┌─ Source material

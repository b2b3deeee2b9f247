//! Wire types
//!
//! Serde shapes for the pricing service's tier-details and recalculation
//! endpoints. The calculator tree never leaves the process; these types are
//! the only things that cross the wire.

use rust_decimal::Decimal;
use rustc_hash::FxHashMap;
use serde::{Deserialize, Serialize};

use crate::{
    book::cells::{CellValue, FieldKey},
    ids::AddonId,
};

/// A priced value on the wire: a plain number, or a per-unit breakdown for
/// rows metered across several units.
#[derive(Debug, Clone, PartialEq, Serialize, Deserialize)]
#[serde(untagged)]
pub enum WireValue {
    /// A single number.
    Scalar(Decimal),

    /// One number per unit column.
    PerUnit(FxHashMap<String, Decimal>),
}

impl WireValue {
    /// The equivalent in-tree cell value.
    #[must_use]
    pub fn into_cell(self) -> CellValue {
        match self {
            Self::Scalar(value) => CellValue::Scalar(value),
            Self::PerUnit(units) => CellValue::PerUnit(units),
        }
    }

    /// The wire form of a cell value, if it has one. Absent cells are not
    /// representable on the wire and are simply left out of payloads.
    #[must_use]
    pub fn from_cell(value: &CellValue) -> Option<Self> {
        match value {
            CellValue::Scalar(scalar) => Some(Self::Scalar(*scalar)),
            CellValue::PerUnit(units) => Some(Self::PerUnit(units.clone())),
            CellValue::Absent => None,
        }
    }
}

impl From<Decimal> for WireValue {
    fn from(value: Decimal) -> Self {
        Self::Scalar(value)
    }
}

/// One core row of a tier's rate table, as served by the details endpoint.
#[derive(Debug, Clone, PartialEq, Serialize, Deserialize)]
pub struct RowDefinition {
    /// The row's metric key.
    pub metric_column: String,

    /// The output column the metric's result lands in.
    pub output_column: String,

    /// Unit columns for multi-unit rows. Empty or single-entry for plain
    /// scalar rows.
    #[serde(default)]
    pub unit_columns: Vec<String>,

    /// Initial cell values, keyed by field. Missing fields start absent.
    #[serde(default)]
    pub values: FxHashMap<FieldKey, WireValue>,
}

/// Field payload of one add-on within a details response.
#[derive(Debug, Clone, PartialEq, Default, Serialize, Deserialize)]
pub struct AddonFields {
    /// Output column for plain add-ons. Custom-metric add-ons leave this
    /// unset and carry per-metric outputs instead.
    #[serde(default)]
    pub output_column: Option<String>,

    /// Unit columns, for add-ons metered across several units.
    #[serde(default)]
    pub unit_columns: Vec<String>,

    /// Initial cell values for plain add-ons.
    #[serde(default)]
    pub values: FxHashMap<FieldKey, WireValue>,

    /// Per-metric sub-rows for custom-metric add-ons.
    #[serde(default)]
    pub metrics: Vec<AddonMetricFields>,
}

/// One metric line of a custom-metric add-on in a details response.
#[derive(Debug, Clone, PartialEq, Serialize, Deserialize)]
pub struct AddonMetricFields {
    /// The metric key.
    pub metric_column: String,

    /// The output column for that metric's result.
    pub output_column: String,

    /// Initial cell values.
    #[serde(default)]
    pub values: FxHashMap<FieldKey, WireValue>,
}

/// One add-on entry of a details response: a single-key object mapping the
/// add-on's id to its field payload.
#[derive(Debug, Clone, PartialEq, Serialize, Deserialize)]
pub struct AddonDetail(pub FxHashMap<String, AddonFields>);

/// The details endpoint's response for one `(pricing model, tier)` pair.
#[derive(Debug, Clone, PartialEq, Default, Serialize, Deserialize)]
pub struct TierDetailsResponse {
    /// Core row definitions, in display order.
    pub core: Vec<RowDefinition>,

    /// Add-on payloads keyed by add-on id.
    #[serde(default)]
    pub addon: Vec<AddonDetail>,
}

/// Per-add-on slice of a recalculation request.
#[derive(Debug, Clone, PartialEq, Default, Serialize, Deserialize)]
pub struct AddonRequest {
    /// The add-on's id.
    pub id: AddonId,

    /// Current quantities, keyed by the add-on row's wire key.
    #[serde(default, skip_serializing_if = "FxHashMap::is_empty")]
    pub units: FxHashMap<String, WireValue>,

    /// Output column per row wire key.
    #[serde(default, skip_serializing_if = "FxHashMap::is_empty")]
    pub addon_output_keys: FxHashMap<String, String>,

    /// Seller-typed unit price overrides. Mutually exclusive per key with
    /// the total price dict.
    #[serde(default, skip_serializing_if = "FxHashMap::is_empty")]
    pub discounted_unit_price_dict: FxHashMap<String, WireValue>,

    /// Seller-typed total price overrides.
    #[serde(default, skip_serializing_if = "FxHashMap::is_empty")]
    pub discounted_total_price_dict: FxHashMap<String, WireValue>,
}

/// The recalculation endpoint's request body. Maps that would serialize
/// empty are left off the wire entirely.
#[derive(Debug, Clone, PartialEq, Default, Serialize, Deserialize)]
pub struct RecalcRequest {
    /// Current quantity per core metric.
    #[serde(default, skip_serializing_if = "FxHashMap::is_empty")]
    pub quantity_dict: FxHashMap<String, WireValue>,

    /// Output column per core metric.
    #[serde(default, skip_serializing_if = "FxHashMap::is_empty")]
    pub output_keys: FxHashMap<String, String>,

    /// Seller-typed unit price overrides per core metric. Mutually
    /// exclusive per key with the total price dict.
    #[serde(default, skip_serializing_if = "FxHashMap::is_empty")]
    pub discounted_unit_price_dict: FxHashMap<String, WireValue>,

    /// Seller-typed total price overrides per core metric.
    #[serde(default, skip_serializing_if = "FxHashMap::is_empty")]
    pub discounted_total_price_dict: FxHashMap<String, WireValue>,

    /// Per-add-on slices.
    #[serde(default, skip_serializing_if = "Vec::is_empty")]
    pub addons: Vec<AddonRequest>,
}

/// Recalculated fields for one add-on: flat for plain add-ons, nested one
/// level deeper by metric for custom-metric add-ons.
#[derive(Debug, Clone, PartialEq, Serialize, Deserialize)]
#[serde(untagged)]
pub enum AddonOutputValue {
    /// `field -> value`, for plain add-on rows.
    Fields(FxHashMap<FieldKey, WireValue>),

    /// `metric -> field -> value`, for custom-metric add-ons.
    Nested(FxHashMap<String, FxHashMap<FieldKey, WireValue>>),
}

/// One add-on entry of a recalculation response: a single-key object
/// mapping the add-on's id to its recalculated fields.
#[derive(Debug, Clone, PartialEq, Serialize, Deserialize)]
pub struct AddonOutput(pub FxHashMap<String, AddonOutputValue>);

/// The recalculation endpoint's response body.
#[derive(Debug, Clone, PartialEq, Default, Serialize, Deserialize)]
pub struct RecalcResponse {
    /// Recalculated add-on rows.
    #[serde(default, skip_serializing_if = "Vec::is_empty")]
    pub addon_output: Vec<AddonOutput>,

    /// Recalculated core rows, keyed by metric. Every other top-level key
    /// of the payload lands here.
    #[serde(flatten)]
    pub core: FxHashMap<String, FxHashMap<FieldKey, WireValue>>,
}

└─

▸ **Problem**
Your output should be an exact transcription of the line that holds "#[serde(flatten)]" and each line after it through the end of the listing above.

▸ **Output**
    #[serde(flatten)]
    pub core: FxHashMap<String, FxHashMap<FieldKey, WireValue>>,
}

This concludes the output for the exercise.